(WORK ORDER)
Could you give back the listing below exactly, every line included?

(GIVEN DATA)
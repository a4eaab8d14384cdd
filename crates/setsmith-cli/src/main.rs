use anyhow::{Context, Result};
use setsmith_engine::{Set, TIME_FORMAT, io};
use std::path::{Path, PathBuf};
use std::{env, process};

fn main() -> Result<()> {
    let args: Vec<String> = env::args().collect();
    if args.len() != 3 {
        eprintln!("Usage: {} <info|check> <setfile-or-package>", args[0]);
        process::exit(2);
    }

    let path = PathBuf::from(&args[2]);
    match args[1].as_str() {
        "info" => info(&path),
        "check" => check(&path),
        other => {
            eprintln!("Unknown command '{other}'");
            eprintln!("Usage: {} <info|check> <setfile-or-package>", args[0]);
            process::exit(2);
        }
    }
}

/// Load either a plain setfile or a zipped package, chosen by extension.
fn load(path: &Path) -> Result<Set> {
    let set = if path.extension().is_some_and(|ext| ext == "mse-set") {
        io::load_package(path, true)
    } else {
        io::load_setfile(path)
    };
    set.with_context(|| format!("failed to load {}", path.display()))
}

fn info(path: &Path) -> Result<()> {
    let set = load(path)?;
    if let Some(game) = set.all_data.get("game").and_then(|v| v.as_text()) {
        println!("game: {game}");
    }
    println!("cards: {}", set.cards.len());
    for card in set.cards.values() {
        let card = card.borrow();
        println!(
            "  {} (modified {})",
            card.name,
            card.time_modified.format(TIME_FORMAT)
        );
    }
    Ok(())
}

fn check(path: &Path) -> Result<()> {
    let original = io::read_setfile_text(path)
        .with_context(|| format!("failed to read {}", path.display()))?;
    let set = Set::from_text(&original)
        .with_context(|| format!("failed to parse {}", path.display()))?;
    let rendered = set.to_text();
    if rendered == original {
        println!("ok: {} round-trips byte for byte", path.display());
        return Ok(());
    }
    let offset = first_divergence(original.as_bytes(), rendered.as_bytes());
    eprintln!(
        "round-trip diverges at byte {offset} (original {} bytes, rendered {} bytes)",
        original.len(),
        rendered.len()
    );
    process::exit(1);
}

fn first_divergence(a: &[u8], b: &[u8]) -> usize {
    a.iter().zip(b).take_while(|(x, y)| x == y).count()
}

(EXERCISE RESULT)
repository a4eaab8d14384cdd
filename crates/setsmith-cli/src/main.rs
use anyhow::{Context, Result};
use setsmith_engine::{Set, TIME_FORMAT, io};
use std::path::{Path, PathBuf};
use std::{env, process};

fn main() -> Result<()> {
    let args: Vec<String> = env::args().collect();
    if args.len() != 3 {
        eprintln!("Usage: {} <info|check> <setfile-or-package>", args[0]);
        process::exit(2);
    }

    let path = PathBuf::from(&args[2]);
    match args[1].as_str() {
        "info" => info(&path),
        "check" => check(&path),
        other => {
            eprintln!("Unknown command '{other}'");
            eprintln!("Usage: {} <info|check> <setfile-or-package>", args[0]);
            process::exit(2);
        }
    }
}

/// Load either a plain setfile or a zipped package, chosen by extension.
fn load(path: &Path) -> Result<Set> {
    let set = if path.extension().is_some_and(|ext| ext == "mse-set") {
        io::load_package(path, true)
    } else {
        io::load_setfile(path)
    };
    set.with_context(|| format!("failed to load {}", path.display()))
}

fn info(path: &Path) -> Result<()> {
    let set = load(path)?;
    if let Some(game) = set.all_data.get("game").and_then(|v| v.as_text()) {
        println!("game: {game}");
    }
    println!("cards: {}", set.cards.len());
    for card in set.cards.values() {
        let card = card.borrow();
        println!(
            "  {} (modified {})",
            card.name,
            card.time_modified.format(TIME_FORMAT)
        );
    }
    Ok(())
}

fn check(path: &Path) -> Result<()> {
    let original = io::read_setfile_text(path)
        .with_context(|| format!("failed to read {}", path.display()))?;
    let set = Set::from_text(&original)
        .with_context(|| format!("failed to parse {}", path.display()))?;
    let rendered = set.to_text();
    if rendered == original {
        println!("ok: {} round-trips byte for byte", path.display());
        return Ok(());
    }
    let offset = first_divergence(original.as_bytes(), rendered.as_bytes());
    eprintln!(
        "round-trip diverges at byte {offset} (original {} bytes, rendered {} bytes)",
        original.len(),
        rendered.len()
    );
    process::exit(1);
}

fn first_divergence(a: &[u8], b: &[u8]) -> usize {
    a.iter().zip(b).take_while(|(x, y)| x == y).count()
}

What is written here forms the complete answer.